Items from a dataset:
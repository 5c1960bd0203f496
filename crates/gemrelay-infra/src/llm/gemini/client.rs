//! GeminiRestClient -- raw HTTP access to the Gemini REST API.
//!
//! Serves both as the model [`CatalogSource`] (`GET {base}/{version}/models`)
//! and as the fallback [`TextGenerator`]
//! (`POST {base}/{version}/models/{model}:generateContent`).
//!
//! The API key travels in the `x-goog-api-key` header, never in the URL, so
//! transport errors (which embed the URL) cannot leak it.

use reqwest::StatusCode;
use secrecy::{ExposeSecret, SecretString};

use gemrelay_core::llm::provider::{CatalogSource, TextGenerator};
use gemrelay_types::llm::LlmError;

use super::types::{GenerateContentRequest, GenerateContentResponse};

const API_KEY_HEADER: &str = "x-goog-api-key";

/// Gemini REST client.
///
/// Does NOT derive Debug; the API key is only exposed while building
/// request headers.
pub struct GeminiRestClient {
    client: reqwest::Client,
    api_key: SecretString,
    base_url: String,
    api_version: String,
}

impl GeminiRestClient {
    /// Create a client for `{base_url}/{api_version}`.
    pub fn new(
        client: reqwest::Client,
        api_key: SecretString,
        base_url: impl Into<String>,
        api_version: impl Into<String>,
    ) -> Self {
        Self {
            client,
            api_key,
            base_url: base_url.into(),
            api_version: api_version.into(),
        }
    }

    /// Build the full API URL for a path below the version segment.
    fn url(&self, path: &str) -> String {
        format!(
            "{}/{}/{}",
            self.base_url.trim_end_matches('/'),
            self.api_version,
            path
        )
    }
}

fn status_text(status: StatusCode) -> String {
    status.canonical_reason().unwrap_or_default().to_string()
}

impl CatalogSource for GeminiRestClient {
    async fn fetch_raw(&self) -> Result<serde_json::Value, LlmError> {
        let response = self
            .client
            .get(self.url("models"))
            .header(API_KEY_HEADER, self.api_key.expose_secret())
            .send()
            .await
            .map_err(|e| LlmError::UpstreamUnavailable(format!("ListModels failed: {e}")))?;

        let status = response.status();
        if !status.is_success() {
            return Err(LlmError::UpstreamUnavailable(format!(
                "ListModels failed: {} {}",
                status.as_u16(),
                status_text(status)
            )));
        }

        response
            .json()
            .await
            .map_err(|e| LlmError::Deserialization(format!("failed to parse model list: {e}")))
    }
}

impl TextGenerator for GeminiRestClient {
    fn name(&self) -> &str {
        "rest"
    }

    async fn generate(&self, model: &str, prompt: &str) -> Result<String, LlmError> {
        let url = self.url(&format!("models/{model}:generateContent"));

        let response = self
            .client
            .post(&url)
            .header(API_KEY_HEADER, self.api_key.expose_secret())
            .json(&GenerateContentRequest::from_prompt(prompt))
            .send()
            .await
            .map_err(|e| LlmError::Transport(e.to_string()))?;

        let status = response.status();
        if !status.is_success() {
            let body = response.text().await.unwrap_or_default();
            return Err(LlmError::UpstreamStatus {
                status: status.as_u16(),
                status_text: status_text(status),
                body,
            });
        }

        let parsed: GenerateContentResponse = response
            .json()
            .await
            .map_err(|e| LlmError::Deserialization(format!("failed to parse response: {e}")))?;

        Ok(parsed.text())
    }
}
//! Infrastructure layer for gemrelay.
//!
//! Contains implementations of the provider traits defined in `gemrelay-core`
//! (the Gemini REST client and the OpenAI-compatible SDK client) and the
//! startup configuration loader.

pub mod config;
pub mod llm;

[WHAT YOU HAVE TO DO]
Pull out all lines from the entries above in which the word "GenerateContentResponse" appears.

[REPLY TO THE EXERCISE]
use super::types::{GenerateContentRequest, GenerateContentResponse};
        let parsed: GenerateContentResponse = response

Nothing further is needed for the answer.